By popular demand, I shall put here another translation I had given up on and decided to complete upon seeing the warm reaction in my last translation of Daniel Faria. As I’m noticing that more-and-more folks are becoming interested not only in Portuguese poetry and the translated works themselves, but my method of translation and how the translation itself elapses and is thought-out, I decided to include some of my notes later on the post, so that those interested might better understand the choices I make and how I work around some linguistic issues. I remind everyone that I am still an amateur and work my hardest to provide the best that I can, but I’m still inexperienced in the arts of literary translation. This eight-part composition was one of my biggest challenges, but some parts of it are so rich, I couldn’t help but endure the harder ones.

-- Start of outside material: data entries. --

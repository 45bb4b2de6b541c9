//! Core event system for push-based change notification.
//!
//! The scheduler and the "Refresh Now" action both emit
//! [`CoreEvent::RefreshRequested`]; the usage poller reacts to it and reports
//! back with `UsageUpdated` / `UsageFetchFailed`. Menu handling emits
//! `SettingsChanged` and `RefreshIntervalChanged` for countdown displays.

use tokio::sync::broadcast;

use crate::config::Settings;

use super::core::UsageCore;

/// Sender half of the core event channel
pub type EventSender = broadcast::Sender<CoreEvent>;

/// Events emitted by the core when state changes occur.
///
/// Consumers call [`UsageCore::subscribe()`] to receive these events
/// via a `broadcast::Receiver`.
#[derive(Debug, Clone, PartialEq)]
pub enum CoreEvent {
    /// Usage should be fetched now (scheduled tick or manual refresh)
    RefreshRequested,

    /// The refresh interval was changed from the menu
    RefreshIntervalChanged {
        /// New interval in seconds
        secs: u64,
    },

    /// Settings were committed
    SettingsChanged(Settings),

    /// A provider fetch succeeded and the cache was updated
    UsageUpdated {
        /// Provider name
        provider: String,
    },

    /// A provider fetch failed (not retried)
    UsageFetchFailed {
        /// Provider name
        provider: String,
        /// Error description
        error: String,
    },

    /// A threshold notification was handed to the notifier
    NotificationFired {
        /// Metric key
        key: String,
        /// Notification title
        title: String,
    },
}

impl UsageCore {
    /// Subscribe to core events.
    ///
    /// Returns a broadcast receiver that will receive [`CoreEvent`]s.
    /// If the receiver falls behind, older events are dropped (lagged).
    pub fn subscribe(&self) -> broadcast::Receiver<CoreEvent> {
        self.event_sender().subscribe()
    }

    /// Request an immediate refresh ("Refresh Now").
    ///
    /// Does not disturb the scheduler's own sleep. Ignored if nobody listens.
    pub fn request_refresh(&self) {
        let _ = self.event_sender().send(CoreEvent::RefreshRequested);
    }
}
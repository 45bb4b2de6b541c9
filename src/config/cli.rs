use anyhow::{Context, Result};
use clap::{Args, Parser, Subcommand};
use std::path::PathBuf;
use std::time::Duration;

use usagebar_core::config::default_data_dir;
use usagebar_core::usage::CommandSource;

/// Command line configuration
#[derive(Parser, Debug)]
#[command(author, version, about = "Menu bar monitor for AI usage limits")]
pub struct Config {
    /// Enable debug mode
    #[arg(short, long, global = true)]
    pub debug: bool,

    /// Directory holding settings.json
    #[arg(long, global = true)]
    pub data_dir: Option<PathBuf>,

    /// Subcommand
    #[command(subcommand)]
    pub command: Option<Command>,
}

/// Subcommands
#[derive(Subcommand, Debug, Clone, PartialEq)]
pub enum Command {
    /// Run the tray (default); menu clicks are read from stdin
    Run(RunArgs),
    /// Print the effective settings as JSON
    Settings,
    /// Apply one menu action identifier and print the resulting settings
    ///
    /// The run flags given here are written into the login item when
    /// `start_login` is enabled.
    Click {
        /// Action identifier (e.g. "interval_60", "notify_0", "start_login")
        action_id: String,

        #[command(flatten)]
        run: RunArgs,
    },
}

impl Default for Command {
    fn default() -> Self {
        Command::Run(RunArgs::default())
    }
}

/// Default timeout for one usage command, in seconds
const DEFAULT_FETCH_TIMEOUT_SECS: u64 = 30;

/// Flags describing how the tray runs, shared by `run` and `click`
#[derive(Args, Debug, Clone, PartialEq)]
pub struct RunArgs {
    /// Usage provider backed by a command printing snapshot JSON
    #[arg(long = "source", value_name = "NAME=COMMAND", value_parser = parse_key_val)]
    pub sources: Vec<(String, String)>,

    /// Tray title tag for a provider
    #[arg(long = "tag", value_name = "NAME=TAG", value_parser = parse_key_val)]
    pub tags: Vec<(String, String)>,

    /// Timeout for one usage command, in seconds
    #[arg(long, default_value_t = DEFAULT_FETCH_TIMEOUT_SECS)]
    pub fetch_timeout: u64,
}

impl Default for RunArgs {
    fn default() -> Self {
        Self {
            sources: Vec::new(),
            tags: Vec::new(),
            fetch_timeout: DEFAULT_FETCH_TIMEOUT_SECS,
        }
    }
}

impl RunArgs {
    /// Build command-backed sources from the `NAME=COMMAND` and `NAME=TAG` pairs
    pub fn build_sources(&self) -> Result<Vec<CommandSource>> {
        if let Some((name, _)) = self
            .tags
            .iter()
            .find(|(name, _)| !self.sources.iter().any(|(n, _)| n == name))
        {
            anyhow::bail!("--tag given for unknown source: {}", name);
        }

        let timeout = Duration::from_secs(self.fetch_timeout);
        self.sources
            .iter()
            .map(|(name, command)| {
                let mut source = CommandSource::new(name.clone(), command)?.with_timeout(timeout);
                if let Some((_, tag)) = self.tags.iter().rev().find(|(n, _)| n == name) {
                    source = source.with_tag(tag.clone());
                }
                Ok(source)
            })
            .collect()
    }

    fn push_args(&self, args: &mut Vec<String>) {
        for (name, command) in &self.sources {
            args.push("--source".to_string());
            args.push(format!("{}={}", name, command));
        }
        for (name, tag) in &self.tags {
            args.push("--tag".to_string());
            args.push(format!("{}={}", name, tag));
        }
        args.push("--fetch-timeout".to_string());
        args.push(self.fetch_timeout.to_string());
    }
}

impl Config {
    /// Parse command line arguments
    pub fn parse_args() -> Self {
        Self::parse()
    }

    /// Subcommand to execute, `run` when none was given
    pub fn command(&self) -> Command {
        self.command.clone().unwrap_or_default()
    }

    /// Resolve the data directory
    pub fn data_dir(&self) -> Result<PathBuf> {
        match &self.data_dir {
            Some(dir) => Ok(dir.clone()),
            None => default_data_dir().context("Could not determine the user data directory"),
        }
    }

    /// Run flags of this invocation (defaults for `settings`)
    pub fn run_args(&self) -> RunArgs {
        match &self.command {
            Some(Command::Run(run)) | Some(Command::Click { run, .. }) => run.clone(),
            Some(Command::Settings) | None => RunArgs::default(),
        }
    }

    /// Arguments that relaunch the tray at login with this invocation's run flags
    pub fn launch_args(&self) -> Vec<String> {
        let mut args = Vec::new();
        if let Some(dir) = &self.data_dir {
            args.push("--data-dir".to_string());
            args.push(dir.to_string_lossy().into_owned());
        }
        args.push("run".to_string());
        self.run_args().push_args(&mut args);
        args
    }
}

fn parse_key_val(s: &str) -> Result<(String, String), String> {
    let (key, value) = s
        .split_once('=')
        .ok_or_else(|| format!("expected NAME=VALUE, got `{}`", s))?;
    let key = key.trim();
    if key.is_empty() {
        return Err(format!("missing name in `{}`", s));
    }
    Ok((key.to_string(), value.trim().to_string()))
}
//! Threshold notifications: crossing detection and dispatch.

pub mod dispatcher;
pub mod tracker;

pub use dispatcher::{dispatch, Notifier};
pub use tracker::{decide, CrossingTracker, Notification, NotifyPolicy, Transition};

ORIGINAL TEXT BY DANIEL FARIA


I’ll include here the download for the PDF of all the contents of this post: translation, original and notes, for those who might have trouble reading the images or getting them to load properly, or those who’d like to keep the document for themselves.

This is all incredibly arduous to make and hopefully someday I’ll achieve my dream of getting paid for it, haha, though for now I’m more-than-glad to provide it for free and be allowed to do so, both for the experience and to show you all the wonders of Portuguese poetry, which is incredible in nearly all of its presence, though largely underappreciated.
Thank you for letting it live within you,
João-Maria.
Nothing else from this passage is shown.